Not me. I was lucky enough to be one of 36 judges at the 2008 Barbeque Kick-Off Classic competition in Hazelwood. My lunch consisted of samplings of six chicken thighs plus some shredded breast meat, six pork ribs, six pieces of pork shoulder and seven slices of brisket. No, I didn’t eat everything — although I was mighty tempted to polish off a couple of the ribs — but I took good tastes of them all, then judged them according to appearance, taste and texture.
This contest was sanctioned by the Kansas City Barbeque Society, and the winner gets invitations to the Kansas City Royal in October and Memphis in May Competitions. Along with the Jack Daniels Invitational, those are the big three cooking contests in the barbecue world.
We judges were all certified by KCBS, which meant we took a day-long class (with samples) to learn exactly what makes barbecue great (or not so good). I took the class in Kansas City years ago, so I was happy that the judges’ orientation ended with an audio recording refreshing us on the rules and criteria. Pork ribs, for instance, are properly cooked when the meat comes cleanly away from the bone with each bite. Meat falling off the bone is overcooked. If you have to pull with your teeth to get a taste — as was the case with one of my samples — it is undercooked.
The teams put a lot of time and money into their entries — the cookings rigs can cost thousands of dollars — and the judging is dead serious. Judges get an entry card and a heavy paper place mat marked with six squares for each category. Once the food arrives, judges cannot speak until everyone at the table is finished and has turned in their judging cards. Once you mark a card, you cannot change it without permission of the KCBS official overseeing the competition.
Nonetheless, judging is tons of fun. We sit at tables of six, and the talk, of course, is about barbecue. I sat with a man from Chicago who sometimes cooks and sometimes judges, a guy from U. City, a fellow from Pacific, a first-time judge from South County, and a schoolteacher from Northern Illinois who spend the week of spring break traveling to several barbecue contests.
If this has you hungry to prepare some barbecue or to witness a contest first hand, check out the KCBS website: www.kcbs.us. You’ll find recipes and a listing of competitions.
And if you prefer your barbecue in a restaurant, please let us know your favorite places.
(And a final note: I’m on vacation this week, so this is my lasting blog posting until I return.)



Judith Evans is the food and travel editor for the Post-Dispatch.
I haven’t been there in a while, but I love Miss Piggies! Great BBQ. We went to Lester’s last night. That was good, but a bit overpriced.
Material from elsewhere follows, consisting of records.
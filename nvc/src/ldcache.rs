//! ld.so cache refresh, wrapping component K
//! ([`nvc_ldconfig`]) with the `Phase::Ldcache` effective-capability
//! whitelist.

use nvc_container::ContainerDescriptor;
use nvc_core::{LibraryContext, Result};
use nvc_priv::Phase;

/// Refresh `container`'s `/etc/ld.so.cache` via the confined ldconfig
/// runner.
pub fn update(ctx: &LibraryContext, container: &ContainerDescriptor) -> Result<()> {
    let _guard = nvc_priv::enter_phase(Phase::Ldcache)?;
    nvc_ldconfig::ldcache_update(ctx, container)
}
I enjoyed the two meat German dish contribution. It is similar to a recipie passed down in my family and 40 years ago featured in the Globe Sunday supplement. It is a one meat dish and was made from pork scraps left over from butchering. I just use the cheapest pork roast I can find. You boil it with an onion until tender. Once done it is removed from the pot and left to cool while a cup of steel cut oats is added to the water (rolled oats is a poor substitute). Seasoning is added using salt, pepper and Allspice. The meat is then ground up and added to the oats.
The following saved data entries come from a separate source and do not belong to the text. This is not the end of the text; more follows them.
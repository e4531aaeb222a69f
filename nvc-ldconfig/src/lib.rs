//! Confined `ldconfig` runner: refreshes a container's
//! `/etc/ld.so.cache` by running its own `ldconfig` (or a sealed-memfd
//! copy of the host's) inside a disposable, heavily restricted child
//! process. Grounded in `nvc_ldcache_update` of `nvc_ldcache.c`.

mod child;
mod memfd;
mod privilege;
mod rootfs;
mod seccomp;

use child::{ChildParams, ExecPlan};
use nvc_container::{ContainerDescriptor, CudaCompatMode};
use nvc_core::{LibraryContext, NvcError, Result};
use std::ffi::CString;
use std::path::Path;
use tracing::info;

fn secure_mode() -> bool {
    match std::env::var("NVC_INSECURE_MODE") {
        Ok(v) => !(v == "1" || v.eq_ignore_ascii_case("true") || v.eq_ignore_ascii_case("yes")),
        Err(_) => true,
    }
}

fn build_argv(container: &ContainerDescriptor, exec_path: &str) -> Vec<String> {
    let mut argv = vec![
        exec_path.to_string(),
        "-f".to_string(),
        "/etc/ld.so.conf".to_string(),
        "-C".to_string(),
        "/etc/ld.so.cache".to_string(),
    ];
    if container.cuda_compat_mode == CudaCompatMode::Ldconfig {
        if let Some(dir) = &container.cuda_compat_dir {
            argv.push(dir.to_string_lossy().into_owned());
        }
    }
    argv.push(container.libs_dir.clone());
    argv.push(container.libs32_dir.clone());
    argv
}

fn create_process(flags: libc::c_int) -> Result<libc::pid_t> {
    let rv = unsafe {
        libc::syscall(
            libc::SYS_clone,
            (libc::SIGCHLD | flags) as libc::c_ulong,
            std::ptr::null::<libc::c_void>(),
            std::ptr::null::<libc::c_void>(),
            std::ptr::null::<libc::c_void>(),
            std::ptr::null::<libc::c_void>(),
        )
    };
    if rv < 0 {
        return Err(NvcError::io("clone".into(), std::io::Error::last_os_error()));
    }
    Ok(rv as libc::pid_t)
}

fn wait_for_child(child: libc::pid_t, argv0: &str) -> Result<()> {
    let mut status: libc::c_int = 0;
    if unsafe { libc::waitpid(child, &mut status, 0) } < 0 {
        return Err(NvcError::io("waitpid".into(), std::io::Error::last_os_error()));
    }
    if libc::WIFSIGNALED(status) {
        return Err(NvcError::KilledBySignal(libc::WTERMSIG(status)));
    }
    if libc::WIFEXITED(status) {
        return match libc::WEXITSTATUS(status) {
            0 => Ok(()),
            127 => Err(NvcError::ExecFailed(format!("{argv0} not found or not executable"))),
            137 => Err(NvcError::KilledBySignal(libc::SIGKILL)),
            code => Err(NvcError::LdconfigFailed(code)),
        };
    }
    Err(NvcError::Mount(format!("{argv0} child terminated abnormally")))
}

/// Refresh `container`'s ld.so cache. Blocks until the confined child
/// exits; on any error no file outside `container.rootfs` was touched.
pub fn ldcache_update(ctx: &LibraryContext, container: &ContainerDescriptor) -> Result<()> {
    let secure = secure_mode();
    let (host_ldconfig, exec_path) = match container.ldconfig.strip_prefix('@') {
        Some(p) => (true, p.to_string()),
        None => (false, container.ldconfig.clone()),
    };

    let argv_strs = build_argv(container, &exec_path);
    let argv: Vec<CString> = argv_strs.iter().map(|s| CString::new(s.as_str()).expect("argv has no NUL")).collect();
    let exec_path_c = CString::new(exec_path.as_str()).map_err(|_| NvcError::PathInvalid(exec_path.clone()))?;

    let fd = if host_ldconfig {
        let host_path = Path::new(&exec_path);
        info!("executing {} from host at {}", exec_path, container.rootfs.display());
        match memfd::open_as_memfd(host_path) {
            Ok(fd) => Some(fd),
            Err(e) => {
                tracing::warn!("failed to create virtual copy of the ldconfig binary: {e}");
                Some(memfd::open_host_binary_readonly(host_path)?)
            }
        }
    } else {
        info!("executing {} at {}", exec_path, container.rootfs.display());
        None
    };

    let plan = ExecPlan {
        argv,
        fd,
        path: exec_path_c,
        host_ldconfig,
    };
    let params = ChildParams {
        mnt_ns: container.mnt_ns.clone(),
        rootfs: container.rootfs.clone(),
        uid: container.uid,
        gid: container.gid,
        no_pivot: ctx.config.no_pivot,
        secure_mode: secure,
    };

    let child = create_process(libc::CLONE_NEWPID | libc::CLONE_NEWIPC)?;
    if child == 0 {
        child::run_child(params, plan);
    }

    wait_for_child(child, &exec_path)
}

#[cfg(test)]
mod tests {
    use super::*;
    use nvc_container::{ContainerConfig, ContainerDescriptor};
    use std::fs;
    use tempfile::tempdir;

    fn make_fake_proc(proc_root: &std::path::Path, pid: i32, rootfs_target: &std::path::Path) {
        let pid_dir = proc_root.join(format!("proc/{pid}"));
        fs::create_dir_all(&pid_dir).unwrap();
        fs::create_dir_all(rootfs_target).unwrap();
        std::os::unix::fs::symlink(rootfs_target, pid_dir.join("root")).unwrap();
        fs::create_dir_all(pid_dir.join("ns")).unwrap();
        fs::write(pid_dir.join("ns/mnt"), b"").unwrap();
        fs::write(pid_dir.join("mounts"), b"cgroup2 /sys/fs/cgroup cgroup2 rw 0 0\n").unwrap();
        fs::write(pid_dir.join("cgroup"), b"0::/\n").unwrap();
    }

    #[test]
    fn host_binary_path_is_stripped_of_its_at_prefix() {
        let proc_root = tempdir().unwrap();
        let rootfs = tempdir().unwrap();
        make_fake_proc(rootfs.path(), 9, rootfs.path());

        let mut cfg = ContainerConfig::new(9, rootfs.path());
        cfg.ldconfig = Some("@/usr/sbin/ldconfig".into());
        let desc = ContainerDescriptor::new(proc_root.path(), cfg, Some("standalone no-cgroups no-devbind utility")).unwrap();

        assert!(desc.ldconfig.starts_with('@'));
        let stripped = desc.ldconfig.strip_prefix('@').unwrap();
        assert_eq!(stripped, "/usr/sbin/ldconfig");
    }

    #[test]
    fn argv_omits_compat_dir_outside_ldconfig_mode() {
        let proc_root = tempdir().unwrap();
        let rootfs = tempdir().unwrap();
        make_fake_proc(rootfs.path(), 10, rootfs.path());
        let cfg = ContainerConfig::new(10, rootfs.path());
        let desc = ContainerDescriptor::new(proc_root.path(), cfg, Some("standalone no-cgroups no-devbind utility")).unwrap();

        let argv = build_argv(&desc, "ldconfig");
        assert!(!argv.iter().any(|a| a.contains("compat")));
        assert_eq!(argv[0], "ldconfig");
    }
}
In the old days it was then put in a lard crock and stored in the vegetable cellar. The big difference in the two meat version is mine then has to be dredged in flour and fried before serving. We called this Grit, but the version published in the Globe was called Grutze.
We served ours with bread and applebutter. The Globe version added fried eggs. We took to the Globe version and it’s made it’s way through 4 generations of the family I know of.